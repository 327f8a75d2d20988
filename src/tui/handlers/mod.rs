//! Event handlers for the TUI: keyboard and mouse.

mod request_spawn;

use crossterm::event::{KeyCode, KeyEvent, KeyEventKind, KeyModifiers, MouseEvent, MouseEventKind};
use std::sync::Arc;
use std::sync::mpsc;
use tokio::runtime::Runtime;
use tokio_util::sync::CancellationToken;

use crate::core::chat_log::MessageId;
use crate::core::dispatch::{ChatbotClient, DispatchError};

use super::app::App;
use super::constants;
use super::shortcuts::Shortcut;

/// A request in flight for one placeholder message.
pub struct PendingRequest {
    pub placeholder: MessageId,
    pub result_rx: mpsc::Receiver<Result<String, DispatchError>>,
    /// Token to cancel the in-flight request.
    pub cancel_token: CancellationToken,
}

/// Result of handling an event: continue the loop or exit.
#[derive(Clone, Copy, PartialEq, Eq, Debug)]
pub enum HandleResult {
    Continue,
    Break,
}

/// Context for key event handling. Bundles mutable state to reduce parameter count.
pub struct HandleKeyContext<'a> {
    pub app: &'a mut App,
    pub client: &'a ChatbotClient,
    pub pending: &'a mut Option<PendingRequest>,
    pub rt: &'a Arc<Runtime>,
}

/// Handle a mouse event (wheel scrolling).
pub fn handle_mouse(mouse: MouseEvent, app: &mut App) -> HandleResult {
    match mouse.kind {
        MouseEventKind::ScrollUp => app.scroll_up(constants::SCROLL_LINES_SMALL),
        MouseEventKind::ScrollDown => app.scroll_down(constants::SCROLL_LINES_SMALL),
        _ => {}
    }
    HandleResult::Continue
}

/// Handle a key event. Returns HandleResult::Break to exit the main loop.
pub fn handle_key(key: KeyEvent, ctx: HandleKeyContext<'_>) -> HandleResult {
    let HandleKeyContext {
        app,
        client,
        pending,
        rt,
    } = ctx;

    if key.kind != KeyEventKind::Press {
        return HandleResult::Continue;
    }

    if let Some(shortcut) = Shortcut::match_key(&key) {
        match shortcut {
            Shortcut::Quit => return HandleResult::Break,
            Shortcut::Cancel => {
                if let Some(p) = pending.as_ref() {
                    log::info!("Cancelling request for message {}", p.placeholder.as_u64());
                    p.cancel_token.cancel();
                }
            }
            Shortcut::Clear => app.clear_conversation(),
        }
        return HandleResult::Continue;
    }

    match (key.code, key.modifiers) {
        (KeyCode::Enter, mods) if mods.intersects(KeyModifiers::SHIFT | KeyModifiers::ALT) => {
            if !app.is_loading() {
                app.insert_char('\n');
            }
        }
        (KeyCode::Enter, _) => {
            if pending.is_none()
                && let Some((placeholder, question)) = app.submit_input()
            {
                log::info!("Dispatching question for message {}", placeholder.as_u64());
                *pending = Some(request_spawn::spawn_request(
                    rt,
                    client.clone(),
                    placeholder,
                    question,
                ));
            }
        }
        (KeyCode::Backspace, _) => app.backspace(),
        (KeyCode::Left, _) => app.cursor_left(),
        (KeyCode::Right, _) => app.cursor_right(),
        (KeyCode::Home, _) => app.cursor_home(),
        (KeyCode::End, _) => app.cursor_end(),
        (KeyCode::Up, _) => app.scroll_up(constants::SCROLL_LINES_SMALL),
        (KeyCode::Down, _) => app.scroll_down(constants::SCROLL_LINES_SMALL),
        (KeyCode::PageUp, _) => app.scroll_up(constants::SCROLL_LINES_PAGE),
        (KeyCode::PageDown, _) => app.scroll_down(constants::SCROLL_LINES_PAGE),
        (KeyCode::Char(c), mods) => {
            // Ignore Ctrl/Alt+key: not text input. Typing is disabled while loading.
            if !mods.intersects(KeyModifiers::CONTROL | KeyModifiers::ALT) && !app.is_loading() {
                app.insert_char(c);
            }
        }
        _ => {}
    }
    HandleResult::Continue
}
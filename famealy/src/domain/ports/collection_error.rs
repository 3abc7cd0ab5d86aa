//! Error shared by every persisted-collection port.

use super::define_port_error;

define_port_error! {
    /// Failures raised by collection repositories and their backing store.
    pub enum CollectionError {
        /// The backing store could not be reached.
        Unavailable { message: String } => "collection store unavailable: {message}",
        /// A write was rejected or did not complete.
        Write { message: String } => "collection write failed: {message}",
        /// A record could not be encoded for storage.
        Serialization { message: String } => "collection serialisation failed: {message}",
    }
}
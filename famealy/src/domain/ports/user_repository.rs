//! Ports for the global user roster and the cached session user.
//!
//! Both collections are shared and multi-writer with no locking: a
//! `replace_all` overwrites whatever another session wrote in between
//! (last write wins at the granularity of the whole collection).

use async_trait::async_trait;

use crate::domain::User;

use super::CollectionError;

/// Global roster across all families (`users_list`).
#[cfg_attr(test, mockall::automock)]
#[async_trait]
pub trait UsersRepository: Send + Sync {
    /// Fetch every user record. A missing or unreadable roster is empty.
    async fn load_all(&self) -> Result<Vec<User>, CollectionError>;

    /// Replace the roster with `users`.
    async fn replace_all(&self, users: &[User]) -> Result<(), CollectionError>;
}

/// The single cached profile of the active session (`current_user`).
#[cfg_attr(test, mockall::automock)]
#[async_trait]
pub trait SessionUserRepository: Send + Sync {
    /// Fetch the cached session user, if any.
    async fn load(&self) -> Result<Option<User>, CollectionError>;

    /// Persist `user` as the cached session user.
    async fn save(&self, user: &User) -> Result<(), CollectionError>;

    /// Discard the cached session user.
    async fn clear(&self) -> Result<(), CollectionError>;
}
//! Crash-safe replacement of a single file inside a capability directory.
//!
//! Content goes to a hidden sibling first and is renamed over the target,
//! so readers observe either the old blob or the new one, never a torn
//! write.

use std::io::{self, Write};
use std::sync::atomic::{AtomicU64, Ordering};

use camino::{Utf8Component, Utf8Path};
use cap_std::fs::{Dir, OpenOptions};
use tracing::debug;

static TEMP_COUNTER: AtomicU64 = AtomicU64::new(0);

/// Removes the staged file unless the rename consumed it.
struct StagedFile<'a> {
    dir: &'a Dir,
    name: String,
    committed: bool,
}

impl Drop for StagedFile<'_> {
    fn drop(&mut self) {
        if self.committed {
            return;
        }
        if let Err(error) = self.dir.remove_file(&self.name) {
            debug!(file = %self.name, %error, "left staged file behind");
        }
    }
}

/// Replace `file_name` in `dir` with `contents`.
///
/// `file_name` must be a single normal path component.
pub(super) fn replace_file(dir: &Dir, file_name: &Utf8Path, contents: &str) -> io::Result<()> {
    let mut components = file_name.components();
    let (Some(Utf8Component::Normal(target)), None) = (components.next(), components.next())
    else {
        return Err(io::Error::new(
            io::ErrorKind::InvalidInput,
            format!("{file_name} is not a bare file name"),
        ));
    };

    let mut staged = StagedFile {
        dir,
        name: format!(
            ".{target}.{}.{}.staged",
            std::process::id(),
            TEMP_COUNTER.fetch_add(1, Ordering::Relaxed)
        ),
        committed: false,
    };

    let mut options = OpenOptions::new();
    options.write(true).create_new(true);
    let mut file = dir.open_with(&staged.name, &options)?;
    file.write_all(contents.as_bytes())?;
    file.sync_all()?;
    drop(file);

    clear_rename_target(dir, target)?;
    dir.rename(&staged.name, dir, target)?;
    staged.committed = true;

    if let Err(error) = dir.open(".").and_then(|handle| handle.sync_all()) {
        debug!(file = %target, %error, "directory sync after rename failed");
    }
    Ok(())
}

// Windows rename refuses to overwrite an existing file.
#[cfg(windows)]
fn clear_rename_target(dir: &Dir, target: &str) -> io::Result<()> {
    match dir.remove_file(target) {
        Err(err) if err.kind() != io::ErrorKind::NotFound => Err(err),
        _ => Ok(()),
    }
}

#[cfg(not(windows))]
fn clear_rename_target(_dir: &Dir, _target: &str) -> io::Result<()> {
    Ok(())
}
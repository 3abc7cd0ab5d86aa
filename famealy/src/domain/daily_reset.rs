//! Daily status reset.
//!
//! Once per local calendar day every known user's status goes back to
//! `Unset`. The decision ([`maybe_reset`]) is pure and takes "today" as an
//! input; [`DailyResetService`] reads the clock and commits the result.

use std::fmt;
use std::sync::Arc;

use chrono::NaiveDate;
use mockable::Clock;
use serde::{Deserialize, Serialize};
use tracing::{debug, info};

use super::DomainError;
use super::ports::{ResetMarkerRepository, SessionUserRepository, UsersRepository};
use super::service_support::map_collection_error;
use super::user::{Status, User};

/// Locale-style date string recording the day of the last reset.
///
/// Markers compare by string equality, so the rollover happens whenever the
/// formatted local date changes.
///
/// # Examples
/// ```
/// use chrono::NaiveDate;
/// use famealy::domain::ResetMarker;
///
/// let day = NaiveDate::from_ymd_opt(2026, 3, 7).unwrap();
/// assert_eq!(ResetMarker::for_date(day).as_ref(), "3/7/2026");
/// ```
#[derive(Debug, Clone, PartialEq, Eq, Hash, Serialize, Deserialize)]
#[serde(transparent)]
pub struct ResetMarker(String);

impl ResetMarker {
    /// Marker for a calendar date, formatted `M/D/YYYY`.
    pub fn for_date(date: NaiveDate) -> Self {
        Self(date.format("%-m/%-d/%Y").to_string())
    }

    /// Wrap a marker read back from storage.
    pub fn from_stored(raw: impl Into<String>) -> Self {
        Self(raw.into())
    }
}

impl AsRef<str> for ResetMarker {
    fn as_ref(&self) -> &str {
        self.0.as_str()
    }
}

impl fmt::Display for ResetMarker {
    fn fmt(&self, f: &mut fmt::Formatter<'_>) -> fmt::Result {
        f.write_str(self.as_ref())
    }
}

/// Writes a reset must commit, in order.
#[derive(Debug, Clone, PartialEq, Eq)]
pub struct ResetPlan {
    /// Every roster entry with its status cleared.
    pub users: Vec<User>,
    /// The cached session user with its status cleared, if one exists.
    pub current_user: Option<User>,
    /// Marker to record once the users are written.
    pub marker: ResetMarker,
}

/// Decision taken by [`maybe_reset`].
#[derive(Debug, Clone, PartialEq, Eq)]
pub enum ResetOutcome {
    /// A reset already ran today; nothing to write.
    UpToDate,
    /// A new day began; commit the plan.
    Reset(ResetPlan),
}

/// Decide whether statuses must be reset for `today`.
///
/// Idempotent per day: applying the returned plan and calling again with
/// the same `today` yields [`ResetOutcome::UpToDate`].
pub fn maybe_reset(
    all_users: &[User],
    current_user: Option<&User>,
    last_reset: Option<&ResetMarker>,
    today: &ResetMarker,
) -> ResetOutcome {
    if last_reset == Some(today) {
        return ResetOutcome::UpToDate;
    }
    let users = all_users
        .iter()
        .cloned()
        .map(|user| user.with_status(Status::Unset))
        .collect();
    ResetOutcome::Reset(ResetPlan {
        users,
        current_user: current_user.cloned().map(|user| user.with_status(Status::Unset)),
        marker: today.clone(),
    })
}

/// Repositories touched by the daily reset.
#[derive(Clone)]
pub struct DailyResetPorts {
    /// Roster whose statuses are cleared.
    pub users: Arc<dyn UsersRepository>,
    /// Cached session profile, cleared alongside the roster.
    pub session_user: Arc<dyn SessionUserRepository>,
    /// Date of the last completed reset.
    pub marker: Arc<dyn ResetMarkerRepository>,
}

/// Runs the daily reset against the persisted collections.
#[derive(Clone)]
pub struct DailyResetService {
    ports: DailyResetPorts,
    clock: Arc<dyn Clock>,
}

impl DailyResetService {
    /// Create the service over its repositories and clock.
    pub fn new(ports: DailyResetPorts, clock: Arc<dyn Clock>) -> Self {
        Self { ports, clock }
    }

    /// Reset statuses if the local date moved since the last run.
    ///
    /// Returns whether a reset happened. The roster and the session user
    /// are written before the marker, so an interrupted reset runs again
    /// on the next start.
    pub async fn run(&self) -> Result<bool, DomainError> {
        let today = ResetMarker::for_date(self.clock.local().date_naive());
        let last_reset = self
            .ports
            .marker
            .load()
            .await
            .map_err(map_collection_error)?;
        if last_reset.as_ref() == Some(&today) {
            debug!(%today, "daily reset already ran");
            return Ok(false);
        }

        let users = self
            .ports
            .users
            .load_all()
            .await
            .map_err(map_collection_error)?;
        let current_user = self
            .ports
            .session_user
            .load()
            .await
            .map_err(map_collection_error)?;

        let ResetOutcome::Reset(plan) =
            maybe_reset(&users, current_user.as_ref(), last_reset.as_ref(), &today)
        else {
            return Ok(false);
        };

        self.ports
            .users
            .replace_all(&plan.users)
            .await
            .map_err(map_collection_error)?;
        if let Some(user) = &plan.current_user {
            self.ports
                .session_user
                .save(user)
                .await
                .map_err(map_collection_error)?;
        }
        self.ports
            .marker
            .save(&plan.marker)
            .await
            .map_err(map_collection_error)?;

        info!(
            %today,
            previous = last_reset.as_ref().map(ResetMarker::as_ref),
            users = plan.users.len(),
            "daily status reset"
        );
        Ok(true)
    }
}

> [Problem to solve]
All lines in the entries above that hold the word "intersects" need to be copied.

> [Response area]
        (KeyCode::Enter, mods) if mods.intersects(KeyModifiers::SHIFT | KeyModifiers::ALT) => {
            if !mods.intersects(KeyModifiers::CONTROL | KeyModifiers::ALT) && !app.is_loading() {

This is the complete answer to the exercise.